North America continued to rise in power and prosperity right up to the Technocalypse, but its relative importance diminished as other regions of Old Earth rose to match the North American powerhouse, and of course North America diminished in importance along with the rest of Old Earth as the newer offworld social and economic powerhouses, some of them former colonies, grew during the Interplanetary Age. As in many other regions of the world, its once-powerful nation-states experienced some significant setbacks as the megacorporations, international trade zones, cultural associations, and regional ecological cooperation zones rose in importance. Secessions, such as those of California and Cascadia, as well as cultural organizations like Mayapan were symbolic of this.
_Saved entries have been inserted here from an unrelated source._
// crates/promstore-core/src/core/samples.rs
// ============================================================================
// Module: Promstore Samples
// Description: Write requests, samples, metadata, and read results.
// Purpose: Model the push-protocol payload and what stores return on read.
// Dependencies: serde
// ============================================================================

//! ## Overview
//! A [`WriteRequest`] carries raw time series (labels plus samples) and
//! metric metadata. After partitioning and series resolution, samples become
//! [`Sample`] rows keyed by series id. Values are plain `f64`; NaN and
//! infinities are legal and must survive storage bit for bit.

// ============================================================================
// SECTION: Imports
// ============================================================================

use serde::Deserialize;
use serde::Serialize;

use crate::core::identifiers::MetricName;
use crate::core::identifiers::SeriesId;
use crate::core::labels::Label;
use crate::core::labels::SeriesKey;
use crate::core::validation::ValidationError;

// ============================================================================
// SECTION: Write Payload
// ============================================================================

/// Raw sample as received on the write path.
#[derive(Debug, Clone, Copy, PartialEq, Serialize, Deserialize)]
pub struct RawSample {
    /// Sample timestamp (unix ms).
    pub timestamp_ms: i64,
    /// Sample value.
    pub value: f64,
}

impl RawSample {
    /// Creates a raw sample.
    #[must_use]
    pub const fn new(timestamp_ms: i64, value: f64) -> Self {
        Self {
            timestamp_ms,
            value,
        }
    }
}

/// One labelled series with its samples.
#[derive(Debug, Clone, Default, PartialEq, Serialize, Deserialize)]
pub struct TimeSeries {
    /// Raw labels, including `__name__`.
    pub labels: Vec<Label>,
    /// Samples for this series.
    pub samples: Vec<RawSample>,
}

/// Metric type carried by metadata entries.
#[derive(Debug, Clone, Copy, PartialEq, Eq, Default, Serialize, Deserialize)]
#[serde(rename_all = "snake_case")]
pub enum MetricType {
    /// Type not reported.
    #[default]
    Unknown,
    /// Monotonic counter.
    Counter,
    /// Gauge.
    Gauge,
    /// Histogram.
    Histogram,
    /// Gauge histogram.
    GaugeHistogram,
    /// Summary.
    Summary,
    /// Info metric.
    Info,
    /// State set.
    StateSet,
}

impl MetricType {
    /// Returns the stable storage label.
    #[must_use]
    pub const fn as_str(self) -> &'static str {
        match self {
            Self::Unknown => "unknown",
            Self::Counter => "counter",
            Self::Gauge => "gauge",
            Self::Histogram => "histogram",
            Self::GaugeHistogram => "gauge_histogram",
            Self::Summary => "summary",
            Self::Info => "info",
            Self::StateSet => "state_set",
        }
    }

    /// Parses a storage label; unknown labels map to [`MetricType::Unknown`].
    #[must_use]
    pub fn parse(label: &str) -> Self {
        match label {
            "counter" => Self::Counter,
            "gauge" => Self::Gauge,
            "histogram" => Self::Histogram,
            "gauge_histogram" => Self::GaugeHistogram,
            "summary" => Self::Summary,
            "info" => Self::Info,
            "state_set" => Self::StateSet,
            _ => Self::Unknown,
        }
    }
}

/// Metric metadata entry.
#[derive(Debug, Clone, PartialEq, Eq, Serialize, Deserialize)]
pub struct MetadataEntry {
    /// Metric family name.
    pub metric_name: MetricName,
    /// Metric type.
    pub metric_type: MetricType,
    /// Unit string (may be empty).
    pub unit: String,
    /// Help text (may be empty).
    pub help: String,
}

/// Push-protocol write request.
#[derive(Debug, Clone, Default, PartialEq, Serialize, Deserialize)]
pub struct WriteRequest {
    /// Series with samples.
    pub timeseries: Vec<TimeSeries>,
    /// Metadata entries.
    pub metadata: Vec<MetadataEntry>,
}

impl WriteRequest {
    /// Returns the total number of raw samples in the request.
    #[must_use]
    pub fn sample_count(&self) -> u64 {
        self.timeseries.iter().map(|series| series.samples.len() as u64).sum()
    }
}

// ============================================================================
// SECTION: Stored Samples
// ============================================================================

/// Sample bound to a resolved series.
#[derive(Debug, Clone, Copy, PartialEq, Serialize, Deserialize)]
pub struct Sample {
    /// Owning series.
    pub series_id: SeriesId,
    /// Sample timestamp (unix ms).
    pub timestamp_ms: i64,
    /// Sample value.
    pub value: f64,
}

/// Inclusive time range used on the read path.
///
/// # Invariants
/// - `start_ms <= end_ms`.
#[derive(Debug, Clone, Copy, PartialEq, Eq, Serialize, Deserialize)]
pub struct TimeRange {
    /// Range start (unix ms, inclusive).
    start_ms: i64,
    /// Range end (unix ms, inclusive).
    end_ms: i64,
}

impl TimeRange {
    /// Creates an inclusive range.
    ///
    /// # Errors
    ///
    /// Returns [`ValidationError::InvalidTimeRange`] when `start_ms > end_ms`.
    pub const fn new(start_ms: i64, end_ms: i64) -> Result<Self, ValidationError> {
        if start_ms > end_ms {
            return Err(ValidationError::InvalidTimeRange {
                start: start_ms,
                end: end_ms,
            });
        }
        Ok(Self {
            start_ms,
            end_ms,
        })
    }

    /// Returns a range covering every representable timestamp.
    #[must_use]
    pub const fn all() -> Self {
        Self {
            start_ms: i64::MIN,
            end_ms: i64::MAX,
        }
    }

    /// Returns the range start.
    #[must_use]
    pub const fn start_ms(self) -> i64 {
        self.start_ms
    }

    /// Returns the range end.
    #[must_use]
    pub const fn end_ms(self) -> i64 {
        self.end_ms
    }

    /// Returns true when the timestamp falls inside the range.
    #[must_use]
    pub const fn contains(self, timestamp_ms: i64) -> bool {
        timestamp_ms >= self.start_ms && timestamp_ms <= self.end_ms
    }
}

/// Timestamp/value pair returned on read.
#[derive(Debug, Clone, Copy, PartialEq, Serialize, Deserialize)]
pub struct StoredSample {
    /// Sample timestamp (unix ms).
    pub timestamp_ms: i64,
    /// Sample value.
    pub value: f64,
}

/// Samples for one series returned on read.
#[derive(Debug, Clone, PartialEq, Serialize, Deserialize)]
pub struct SeriesSamples {
    /// Series identifier.
    pub series_id: SeriesId,
    /// Canonical labels for the series.
    pub key: SeriesKey,
    /// Samples ordered by timestamp.
    pub samples: Vec<StoredSample>,
}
Nevertheless, many portions of the Inner Sphere, even today, show the imprint of the ancient North American polities and cultures.

Since the Great Expulsion, North America has been returned to the full ecological glory of its pre-human Pleistocene flora and fauna, apparently to the exclusion of the many introduced species and the inclusion of megafauna that became extinct shortly after the arrival of the first humans on the continent. There are few traces of the former cities, arcologies, and mines, outside of a few cultural sites, some of which are open to pilgrims or researchers. The sparse population consists primarily of nearbaseline humans, many of them resembling the ancient Amerindian peoples, and various rianths.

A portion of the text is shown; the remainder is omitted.